Investment Officer lance une nouvelle rubrique : Le Miroir. Toutes les deux semaines, nous demandons à un éminent professionnel du monde financier de revenir sur sa carrière.
Koen Hoffman (photo), CEO de Value Square, donne le coup d’envoi et jette un œil dans Le Miroir.
Koen Hoffman, CEO du gestionnaire d’actifs gantois Value Square, n’est pas un jobhopper. Directement après sa formation à la Vlerick Business School, il est entré chez KBC. Trois ans plus tard, il a rejoint KBC Securities, où il a travaillé pendant 20 ans, dont près de quatre en tant que CEO. Depuis 2016, il dirige Value Square. Il exerce également de nombreux mandats d’administrateur dans des sociétés cotées en bourse, dont Fagron, Greenyard et MdxHealth.

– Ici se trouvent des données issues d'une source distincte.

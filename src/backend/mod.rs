//! Backend adapter contract and its implementations.
//!
//! An adapter translates the abstract [`Query`] into its store's native query and executes it.
//! Every adapter must give the same answers for the same query: filters AND-combined, sort
//! applied in listed order with null before any value, window applied after filtering, and an
//! empty result returned as an empty page rather than an error.

pub mod memory;
pub mod postgres;

use crate::config::ResourceDescriptor;
use crate::error::AppError;
use crate::query::Query;
use async_trait::async_trait;
use serde_json::{Map, Value};

pub use memory::DocumentStore;
pub use postgres::PgBackend;

/// One stored entity: field name to normalized value.
pub type Entity = Map<String, Value>;

/// How a backend matches the `search` term.
#[derive(Clone, Copy, Debug, PartialEq, Eq)]
pub enum SearchCapability {
    None,
    /// Case-insensitive substring across searchable fields.
    Substring,
    /// Tokenized full-text matching.
    FullText,
}

#[derive(Clone, Copy, Debug, PartialEq, Eq)]
pub struct Capabilities {
    pub search: SearchCapability,
    pub cursor: bool,
}

/// Where the next page starts, if there is one.
#[derive(Clone, Debug, PartialEq, Eq)]
pub enum PageNext {
    Offset(u64),
    Cursor(String),
}

#[derive(Clone, Debug, PartialEq)]
pub struct Page {
    pub items: Vec<Entity>,
    /// Present only when the query asked for a count. Absent is not zero.
    pub total: Option<u64>,
    pub next: Option<PageNext>,
}

#[derive(Clone, Copy, Debug, PartialEq, Eq)]
pub enum UpdateMode {
    /// PATCH: merge the provided fields.
    Partial,
    /// PUT: replace every writable field; omitted nullable ones become null.
    Full,
}

#[async_trait]
pub trait BackendAdapter: Send + Sync {
    fn name(&self) -> &'static str;

    fn capabilities(&self) -> Capabilities;

    async fn list(&self, resource: &ResourceDescriptor, query: &Query) -> Result<Page, AppError>;

    async fn get(&self, resource: &ResourceDescriptor, id: &Value) -> Result<Entity, AppError>;

    /// Insert validated fields. Uniqueness or constraint violations yield `IntegrityError`.
    async fn create(&self, resource: &ResourceDescriptor, fields: Entity) -> Result<Entity, AppError>;

    async fn update(
        &self,
        resource: &ResourceDescriptor,
        id: &Value,
        fields: Entity,
        mode: UpdateMode,
    ) -> Result<Entity, AppError>;

    async fn delete(&self, resource: &ResourceDescriptor, id: &Value) -> Result<(), AppError>;

    /// Delete every listed id that exists and return how many were removed. Missing ids are skipped.
    async fn delete_many(&self, resource: &ResourceDescriptor, ids: &[Value]) -> Result<u64, AppError> {
        let mut removed = 0;
        for id in ids {
            match self.delete(resource, id).await {
                Ok(()) => removed += 1,
                Err(AppError::NotFound(_)) => {}
                Err(e) => return Err(e),
            }
        }
        Ok(removed)
    }
}

pub(crate) fn not_found(resource: &ResourceDescriptor, id: &Value) -> AppError {
    let id = match id {
        Value::String(s) => s.clone(),
        other => other.to_string(),
    };
    AppError::NotFound(format!("{} {}", resource.name, id))
}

Que vous a appris votre premier emploi ?
« Chez KBC, j’étais actif dans le financement de projets. Il s’agissait de dossiers de crédit très complexes pour le financement de centrales électriques et d’usines chimiques, entre autres. Cette expérience a fait de moi ce que je suis aujourd’hui. Lorsque vous évaluez ces projets, vous ne pouvez pas vous appuyer sur un track-record avéré ou un bilan d’entreprise solide. L’ensemble du financement est basé sur le flux de trésorerie attendu. En tant que banquier, j’ai appris à penser en entrepreneur. Et lorsque je suis confronté aujourd’hui en tant qu’administrateur à une entreprise en difficulté financière, je peux toujours mettre à profit les expériences de mon premier emploi. »
Quel a été le moment le plus marquant de votre carrière professionnelle ?

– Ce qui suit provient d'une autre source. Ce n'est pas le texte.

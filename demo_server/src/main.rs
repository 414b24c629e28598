//! Demo server: exposes the resources described in a JSON file through resource-sdk.
//!
//! Run from repo root: `cargo run -p demo-server`
//! Resources come from `RESOURCES_FILE` (default `demo_server/resources.json`). With
//! `DATABASE_URL` set they are stored in PostgreSQL, otherwise in memory.

use resource_sdk::{load_resources_from_file, router, Api, ApiSettings, BackendAdapter, DocumentStore, PgBackend};
use std::sync::Arc;
use tokio::net::TcpListener;

#[tokio::main]
async fn main() -> Result<(), Box<dyn std::error::Error>> {
    dotenvy::dotenv().ok();
    tracing_subscriber::fmt()
        .with_env_filter(
            tracing_subscriber::EnvFilter::try_from_default_env()
                .unwrap_or_else(|_| tracing_subscriber::EnvFilter::new("resource_sdk=info,demo_server=info")),
        )
        .init();

    let settings = ApiSettings::from_env();
    let resources_file =
        std::env::var("RESOURCES_FILE").unwrap_or_else(|_| "demo_server/resources.json".into());
    let configs = load_resources_from_file(&resources_file).await?;

    let pg = match std::env::var("DATABASE_URL") {
        Ok(url) => {
            let pool = sqlx::postgres::PgPoolOptions::new()
                .max_connections(5)
                .connect(&url)
                .await?;
            Some(Arc::new(PgBackend::new(pool)))
        }
        Err(_) => None,
    };
    let memory: Arc<dyn BackendAdapter> = Arc::new(DocumentStore::new());

    let mut builder = Api::builder(settings.clone());
    for config in &configs {
        let resource = resource_sdk::resolve(config, &settings)?;
        let adapter: Arc<dyn BackendAdapter> = match &pg {
            Some(pg) => {
                pg.ensure_table(&resource).await?;
                pg.clone()
            }
            None => memory.clone(),
        };
        builder.register(resource, adapter)?;
    }
    let api = builder.build()?;

    let addr = std::env::var("BIND_ADDR").unwrap_or_else(|_| "127.0.0.1:3000".into());
    let listener = TcpListener::bind(&addr).await?;
    tracing::info!(
        "demo server listening on http://{} (schema at /openapi.json)",
        listener.local_addr()?
    );
    axum::serve(listener, router(api)).await?;
    Ok(())
}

« Une réunion dans le couloir de la KBC avec Michel Vanderkeilen, qui était alors CEO de KBC Securities. Nous avons engagé la conversation et, quelques semaines plus tard, je rejoignais déjà la société de bourse. Je n’avais ni chaise, ni PC, ni téléphone. Je ne savais même pas en quoi consisterait mon travail, mais je ressentais une attirance incroyable pour la salle des marchés. Je voulais être impliqué moi aussi. Mais les premières semaines ont été très difficiles. J’ai essayé de me débrouiller, sans formation spécifique ni description de fonction. C’est ainsi que ma carrière a pris un nouveau tournant. Sans cette rencontre fortuite, ma vie et même celle de mes enfants auraient été très différentes. Avec des postes chez Roland Berger et le groupe de capital-investissement Carlyle, ils ont eux aussi été aspirés dans ce réseau professionnel. »
Quelle est votre plus grande déception professionnelle ?
« L’éclatement de la bulle internet en 2000. À l’époque, KBC Securities était étroitement impliquée dans des transactions concernant Real Software et Lernout & Hauspie, entre autres. L’éclatement de la bulle internet a fait du tort à nombre de nos clients. C’était une période sombre. »
Quelle ambition n’avez-vous pas réussi à réaliser ?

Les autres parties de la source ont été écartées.